### What you are asked to do
Note how many lines in the entries contain the string "finished", then give that number and nothing else.

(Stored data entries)
//! Epoch loops around [`Network::train`]: a sequential one and a
//! producer/consumer one fed through a [`WorkQueue`].
use crate::config::TrainConfig;
use crate::datasets::Sample;
use crate::element::Element;
use crate::network::Network;
use crate::queue::WorkQueue;
use crate::runner::{Runner, StopFlag};
use anyhow::{anyhow, Result};
use rand::rngs::StdRng;
use rand::seq::SliceRandom;
use rand::SeedableRng;
use std::sync::Arc;
use tracing::{debug, info};

/// Per-epoch average squared error of a training run.
#[derive(Debug, Clone, Default, PartialEq)]
pub struct TrainReport {
    pub epoch_errors: Vec<f64>,
    pub steps: usize,
    pub stopped_early: bool,
}

impl TrainReport {
    pub fn final_error(&self) -> Option<f64> {
        self.epoch_errors.last().copied()
    }
}

#[derive(Debug, Clone, Copy)]
struct WorkItem {
    epoch: usize,
    index: usize,
}

/// Trainer
#[derive(Debug, Clone)]
pub struct Trainer {
    learning_rate: f64,
    epochs: usize,
    shuffle: bool,
    seed: Option<u64>,
    queue_capacity: usize,
}

impl Trainer {
    pub fn new(learning_rate: f64, epochs: usize) -> Self {
        Self {
            learning_rate,
            epochs,
            shuffle: false,
            seed: None,
            queue_capacity: 1024,
        }
    }

    pub fn from_config(cfg: &TrainConfig) -> Self {
        Self {
            learning_rate: cfg.learning_rate,
            epochs: cfg.epochs,
            shuffle: cfg.shuffle,
            seed: cfg.seed,
            queue_capacity: cfg.queue_capacity,
        }
    }

    pub fn with_shuffle(mut self, shuffle: bool) -> Self {
        self.shuffle = shuffle;
        self
    }

    pub fn with_seed(mut self, seed: u64) -> Self {
        self.seed = Some(seed);
        self
    }

    pub fn with_queue_capacity(mut self, capacity: usize) -> Self {
        self.queue_capacity = capacity.max(1);
        self
    }

    fn rng(&self) -> StdRng {
        match self.seed {
            Some(seed) => StdRng::seed_from_u64(seed),
            None => StdRng::from_entropy(),
        }
    }

    /// Sample visiting order for every epoch, shuffled when enabled.
    fn schedule(shuffle: bool, len: usize, rng: &mut StdRng) -> Vec<usize> {
        let mut order: Vec<usize> = (0..len).collect();
        if shuffle {
            order.shuffle(rng);
        }
        order
    }

    /// Trains on the calling thread, one sample at a time.
    pub fn fit<F: Element>(
        &self,
        network: &mut Network<F>,
        samples: &[Sample<F>],
    ) -> Result<TrainReport> {
        if samples.is_empty() {
            return Err(anyhow!("Dataset is empty"));
        }
        let lr = F::of(self.learning_rate);
        let mut rng = self.rng();
        let mut report = TrainReport::default();
        for epoch in 0..self.epochs {
            let mut total = 0.0;
            for idx in Self::schedule(self.shuffle, samples.len(), &mut rng) {
                let sample = &samples[idx];
                total += network.train(lr, &sample.input, &sample.target)?.as_f64();
                report.steps += 1;
            }
            let avg = total / samples.len() as f64;
            info!(epoch = epoch + 1, avg_error = avg, "epoch finished");
            report.epoch_errors.push(avg);
        }
        Ok(report)
    }

    /// Trains while a producer thread schedules samples through a bounded
    /// queue. Raising `stop` ends training after the current step.
    pub fn fit_concurrent<F: Element>(
        &self,
        network: &mut Network<F>,
        samples: &[Sample<F>],
        stop: &StopFlag,
    ) -> Result<TrainReport> {
        if samples.is_empty() {
            return Err(anyhow!("Dataset is empty"));
        }
        let queue = Arc::new(WorkQueue::bounded(self.queue_capacity));
        let producer = {
            let queue = Arc::clone(&queue);
            let (epochs, shuffle, len) = (self.epochs, self.shuffle, samples.len());
            let mut rng = self.rng();
            Runner::spawn("sample-producer", move |halt| {
                'epochs: for epoch in 0..epochs {
                    for index in Self::schedule(shuffle, len, &mut rng) {
                        if halt.is_raised() || !queue.push(WorkItem { epoch, index }) {
                            break 'epochs;
                        }
                    }
                }
                queue.finish();
            })?
        };

        let result = self.consume(network, samples, &queue, stop);
        queue.finish();
        producer.stop();
        if producer.join().is_err() {
            return Err(anyhow!("sample producer panicked"));
        }
        result
    }

    fn consume<F: Element>(
        &self,
        network: &mut Network<F>,
        samples: &[Sample<F>],
        queue: &WorkQueue<WorkItem>,
        stop: &StopFlag,
    ) -> Result<TrainReport> {
        let lr = F::of(self.learning_rate);
        let mut report = TrainReport::default();
        let mut current = 0usize;
        let (mut total, mut count) = (0.0, 0usize);

        while let Some(item) = queue.pop_blocking() {
            if stop.is_raised() {
                report.stopped_early = true;
                break;
            }
            if item.epoch != current {
                let avg = total / count.max(1) as f64;
                info!(epoch = current + 1, avg_error = avg, "epoch finished");
                report.epoch_errors.push(avg);
                current = item.epoch;
                total = 0.0;
                count = 0;
            }
            let sample = &samples[item.index];
            let err = network.train(lr, &sample.input, &sample.target)?.as_f64();
            debug!(epoch = item.epoch + 1, index = item.index, err, "trained sample");
            total += err;
            count += 1;
            report.steps += 1;
        }
        if count > 0 {
            let avg = total / count as f64;
            info!(epoch = current + 1, avg_error = avg, "epoch finished");
            report.epoch_errors.push(avg);
        }
        Ok(report)
    }
}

### Reply
3